* [Data]:
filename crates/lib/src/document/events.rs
//! Event-keyed sections: `{ "<event>": [entry, ...] }`.
//!
//! Each owner has at most one logical entry set per event. Upserting replaces
//! the owner's previous entries for that event in place, so repeated upserts
//! with the same input leave the section unchanged.

use serde_json::{Map, Value};
use tracing::warn;

use crate::hooks::NativeHooks;

use super::{owner_of, stamp};

/// Replace `owner`'s entries under `event` with `entries`.
///
/// New entries take the position of the owner's first previous entry, or are
/// appended when the owner had none. Entries owned by others are untouched.
pub fn upsert(section: &mut Map<String, Value>, event: &str, owner: &str, entries: Vec<Value>) {
  let stamped: Vec<Value> = entries
    .into_iter()
    .filter_map(|entry| {
      let stamped = stamp(entry, owner);
      if stamped.is_none() {
        warn!(event, owner, "dropping non-object hook entry");
      }
      stamped
    })
    .collect();

  let slot = section
    .entry(event.to_string())
    .or_insert_with(|| Value::Array(Vec::new()));
  if !slot.is_array() {
    warn!(event, "event value is not an array, replacing it");
    *slot = Value::Array(Vec::new());
  }
  let Some(array) = slot.as_array_mut() else {
    return;
  };

  let position = array
    .iter()
    .position(|entry| owner_of(entry) == Some(owner))
    .unwrap_or(array.len());
  array.retain(|entry| owner_of(entry) != Some(owner));
  let position = position.min(array.len());
  array.splice(position..position, stamped);

  if array.is_empty() {
    section.shift_remove(event);
  }
}

/// Remove every entry owned by `owner` under every event.
///
/// Event arrays emptied by the removal are deleted. Returns whether anything
/// was removed.
pub fn remove(section: &mut Map<String, Value>, owner: &str) -> bool {
  let events: Vec<String> = section.keys().cloned().collect();
  let mut removed = false;
  for event in events {
    removed |= strip_event(section, &event, owner);
  }
  removed
}

/// Whether any event holds an entry owned by `owner`.
pub fn has(section: &Map<String, Value>, owner: &str) -> bool {
  section
    .values()
    .filter_map(Value::as_array)
    .flatten()
    .any(|entry| owner_of(entry) == Some(owner))
}

/// Make `owner`'s entries match `native` exactly.
///
/// Every native event is upserted; events the owner had entries under but
/// that no longer appear in `native` are stripped of them.
pub fn replace_owner(section: &mut Map<String, Value>, owner: &str, native: &NativeHooks) {
  for (event, entries) in &native.events {
    upsert(section, event, owner, entries.clone());
  }

  let stale: Vec<String> = section
    .keys()
    .filter(|event| !native.events.contains_key(*event))
    .cloned()
    .collect();
  for event in stale {
    strip_event(section, &event, owner);
  }
}

fn strip_event(section: &mut Map<String, Value>, event: &str, owner: &str) -> bool {
  let Some(Value::Array(array)) = section.get_mut(event) else {
    return false;
  };
  let before = array.len();
  array.retain(|entry| owner_of(entry) != Some(owner));
  let removed = array.len() != before;
  if removed && array.is_empty() {
    section.shift_remove(event);
  }
  removed
}
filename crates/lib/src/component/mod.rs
//! Component descriptors and the catalog they are collected into.
//!
//! A descriptor is one distributable unit (skill, command, agent, hook or MCP
//! server). Descriptors are built once per run from the repository scan and are
//! never persisted themselves; only their fingerprints end up in the tracker.

pub mod scan;
mod types;

pub use scan::{ScanError, scan};
pub use types::*;
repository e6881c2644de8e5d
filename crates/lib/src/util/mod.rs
//! Shared utilities.

pub mod hash;
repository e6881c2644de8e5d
//! Shared test helpers for CLI integration tests.

use std::path::{Path, PathBuf};

use assert_cmd::Command;
use assert_cmd::cargo::cargo_bin_cmd;
use serde_json::Value;
use tempfile::TempDir;

/// Isolated test environment.
///
/// Each test gets its own component repository, target project and config
/// directory under one temporary directory.
pub struct TestEnv {
  pub temp: TempDir,
}

impl TestEnv {
  /// Empty repository and a project using Claude.
  pub fn new() -> Self {
    let env = Self {
      temp: TempDir::new().unwrap(),
    };
    std::fs::create_dir_all(env.repo_path()).unwrap();
    std::fs::create_dir_all(env.project_path().join(".claude")).unwrap();
    std::fs::create_dir_all(env.config_path()).unwrap();
    env
  }

  /// Repository with one skill requiring an agent, a standalone command and
  /// an MCP server that needs `GITHUB_TOKEN`.
  pub fn with_catalog() -> Self {
    let env = Self::new();
    env.write_repo(
      "skills/review/SKILL.md",
      "---\nname: review\nrequires:\n  agents: [reviewer]\n---\n# Review\n",
    );
    env.write_repo("agents/reviewer.md", "# Reviewer\n");
    env.write_repo("commands/deploy.md", "# Deploy\n");
    env.write_repo(
      "mcp/github.json",
      r#"{ "command": "gh-mcp", "env": { "TOKEN": "${GITHUB_TOKEN}" } }"#,
    );
    env
  }

  pub fn repo_path(&self) -> PathBuf {
    self.temp.path().join("repo")
  }

  pub fn project_path(&self) -> PathBuf {
    self.temp.path().join("project")
  }

  pub fn config_path(&self) -> PathBuf {
    self.temp.path().join("config")
  }

  /// Write a file relative to the repository.
  pub fn write_repo(&self, relative_path: &str, content: &str) {
    write_file(&self.repo_path(), relative_path, content);
  }

  /// Write a file relative to the project.
  pub fn write_project(&self, relative_path: &str, content: &str) {
    write_file(&self.project_path(), relative_path, content);
  }

  pub fn project_file(&self, relative_path: &str) -> PathBuf {
    self.project_path().join(relative_path)
  }

  pub fn read_project_json(&self, relative_path: &str) -> Value {
    let content = std::fs::read_to_string(self.project_file(relative_path)).unwrap();
    serde_json::from_str(&content).unwrap()
  }

  /// Get a pre-configured Command for the agentkit binary.
  ///
  /// Sets environment variables for isolated testing:
  /// - `AGENTKIT_REPOSITORY`: The test repository
  /// - `XDG_CONFIG_HOME`: Isolated config directory (no user config leaks in)
  /// - `APPDATA`: Same, for Windows
  /// - `GITHUB_TOKEN`: Removed so environment gating is deterministic
  pub fn agentkit_cmd(&self) -> Command {
    let mut cmd: Command = cargo_bin_cmd!("agentkit");
    cmd.env("AGENTKIT_REPOSITORY", self.repo_path());
    cmd.env("XDG_CONFIG_HOME", self.config_path());
    cmd.env("APPDATA", self.config_path());
    cmd.env_remove("AGENTKIT_CONFIG");
    cmd.env_remove("GITHUB_TOKEN");
    cmd.env_remove("RUST_LOG");
    cmd.arg("--project").arg(self.project_path());
    cmd
  }

  /// Run `agentkit --json status` and return the parsed rows.
  pub fn status_json(&self) -> Vec<Value> {
    let output = self
      .agentkit_cmd()
      .arg("--json")
      .arg("status")
      .output()
      .unwrap();
    assert!(output.status.success(), "status failed: {}", String::from_utf8_lossy(&output.stderr));
    match serde_json::from_slice(&output.stdout).unwrap() {
      Value::Array(rows) => rows,
      other => panic!("expected array, got {other}"),
    }
  }

  /// Status string of one component, as reported by `status --json`.
  pub fn status_of(&self, id: &str) -> String {
    self
      .status_json()
      .into_iter()
      .find(|row| row["id"] == id)
      .and_then(|row| row["status"].as_str().map(str::to_string))
      .unwrap_or_else(|| panic!("{id} missing from status"))
  }
}

fn write_file(root: &Path, relative_path: &str, content: &str) {
  let path = root.join(relative_path);
  if let Some(parent) = path.parent() {
    std::fs::create_dir_all(parent).unwrap();
  }
  std::fs::write(&path, content).unwrap();
}
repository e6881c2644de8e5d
//! Sync, install and remove integration tests.

use predicates::prelude::*;

use super::common::TestEnv;

#[test]
fn install_copies_skill_with_its_dependencies() {
  let env = TestEnv::with_catalog();

  env
    .agentkit_cmd()
    .args(["install", "review"])
    .assert()
    .success()
    .stdout(predicate::str::contains("skill:review"))
    .stdout(predicate::str::contains("agent:reviewer (install, dependency)"));

  assert!(env.project_file(".claude/skills/review/SKILL.md").is_file());
  assert!(env.project_file(".claude/agents/reviewer.md").is_file());
  assert!(!env.project_file(".claude/commands/deploy.md").exists());

  let tracker = env.read_project_json(".agentkit/installed.json");
  assert_eq!(tracker["version"], 1);
  assert_eq!(tracker["components"]["agent"]["reviewer"]["dependency"], true);
  assert!(tracker["components"]["skill"]["review"].get("dependency").is_none());

  assert_eq!(env.status_of("skill:review"), "installed");
  assert_eq!(env.status_of("agent:reviewer"), "installed");
  assert_eq!(env.status_of("command:deploy"), "available");
}

#[test]
fn second_sync_reports_up_to_date() {
  let env = TestEnv::with_catalog();
  env.agentkit_cmd().args(["install", "command:deploy"]).assert().success();

  env
    .agentkit_cmd()
    .arg("sync")
    .assert()
    .success()
    .stdout(predicate::str::contains("Nothing to change."))
    .stdout(predicate::str::contains("Project is up to date."));
}

#[test]
fn dry_run_writes_nothing() {
  let env = TestEnv::with_catalog();

  env
    .agentkit_cmd()
    .args(["install", "--dry-run", "deploy"])
    .assert()
    .success()
    .stdout(predicate::str::contains("Would install 1 component(s)"));

  assert!(!env.project_file(".claude/commands/deploy.md").exists());
  assert!(!env.project_file(".agentkit").exists());
}

#[test]
fn missing_env_is_skipped_without_yes() {
  let env = TestEnv::with_catalog();

  env
    .agentkit_cmd()
    .args(["install", "github"])
    .assert()
    .success()
    .stderr(predicate::str::contains("Skipped mcpServer:github: environment not set"));

  assert!(!env.project_file(".mcp.json").exists());
  assert_eq!(env.status_of("mcpServer:github"), "missingEnvironment");
}

#[test]
fn allow_missing_env_installs_anyway() {
  let env = TestEnv::with_catalog();

  env
    .agentkit_cmd()
    .args(["install", "--allow-missing-env", "mcpServer:github"])
    .assert()
    .success();

  let mcp = env.read_project_json(".mcp.json");
  assert_eq!(mcp["mcpServers"]["github"]["command"], "gh-mcp");
  assert_eq!(mcp["mcpServers"]["github"]["_agentkit"], "github");
}

#[test]
fn remove_deletes_files_and_orphans_with_flag() {
  let env = TestEnv::with_catalog();
  env.agentkit_cmd().args(["install", "review"]).assert().success();

  env
    .agentkit_cmd()
    .args(["remove", "--remove-orphans", "review"])
    .assert()
    .success()
    .stdout(predicate::str::contains("Removed 2 component(s)"));

  assert!(!env.project_file(".claude/skills/review").exists());
  assert!(!env.project_file(".claude/agents/reviewer.md").exists());
  assert_eq!(env.status_of("agent:reviewer"), "available");
}

#[test]
fn remove_keeps_orphans_by_default() {
  let env = TestEnv::with_catalog();
  env.agentkit_cmd().args(["install", "review"]).assert().success();

  env
    .agentkit_cmd()
    .args(["remove", "review"])
    .assert()
    .success()
    .stdout(predicate::str::contains("agent:reviewer (orphan"))
    .stdout(predicate::str::contains("Keeping orphaned dependencies"));

  assert!(env.project_file(".claude/agents/reviewer.md").is_file());
  assert!(!env.project_file(".claude/skills/review").exists());
}

#[test]
fn existing_user_file_is_backed_up() {
  let env = TestEnv::with_catalog();
  env.write_project(".claude/commands/deploy.md", "my own deploy\n");

  env
    .agentkit_cmd()
    .args(["install", "deploy"])
    .assert()
    .success()
    .stdout(predicate::str::contains("Backed up"));

  let backup = env.project_file(".claude/commands/deploy.md.bak");
  assert_eq!(std::fs::read_to_string(backup).unwrap(), "my own deploy\n");
  assert_eq!(
    std::fs::read_to_string(env.project_file(".claude/commands/deploy.md")).unwrap(),
    "# Deploy\n"
  );
}

#[test]
fn hooks_merge_into_settings_without_touching_user_content() {
  let env = TestEnv::with_catalog();
  env.write_repo(
    "hooks/notify.json",
    r#"{ "stop": [{ "matcher": "*", "command": "notify-send done" }] }"#,
  );
  env.write_project(".claude/settings.json", r#"{ "model": "opus" }"#);

  env.agentkit_cmd().args(["install", "hook:notify"]).assert().success();

  let settings = env.read_project_json(".claude/settings.json");
  assert_eq!(settings["model"], "opus");
  assert_eq!(settings["hooks"]["Stop"][0]["_agentkit"], "notify");
  assert_eq!(settings["hooks"]["Stop"][0]["hooks"][0]["command"], "notify-send done");

  env.agentkit_cmd().args(["remove", "notify"]).assert().success();

  assert_eq!(env.read_project_json(".claude/settings.json"), serde_json::json!({ "model": "opus" }));
}

#[test]
fn unknown_component_fails() {
  let env = TestEnv::with_catalog();

  env
    .agentkit_cmd()
    .args(["install", "nope"])
    .assert()
    .failure()
    .stderr(predicate::str::contains("Unknown component: nope"));
}

#[test]
fn json_report_lists_installed_ids() {
  let env = TestEnv::with_catalog();

  let output = env
    .agentkit_cmd()
    .args(["--json", "install", "deploy"])
    .output()
    .unwrap();
  assert!(output.status.success());

  let report: serde_json::Value = serde_json::from_slice(&output.stdout).unwrap();
  assert_eq!(report["installed"], serde_json::json!(["command:deploy"]));
  assert_eq!(report["dryRun"], false);
}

* [Assignment]:
For every line in the listing above that contains "rows", copy that line.

* [Written answer]:
  /// Run `agentkit --json status` and return the parsed rows.
      Value::Array(rows) => rows,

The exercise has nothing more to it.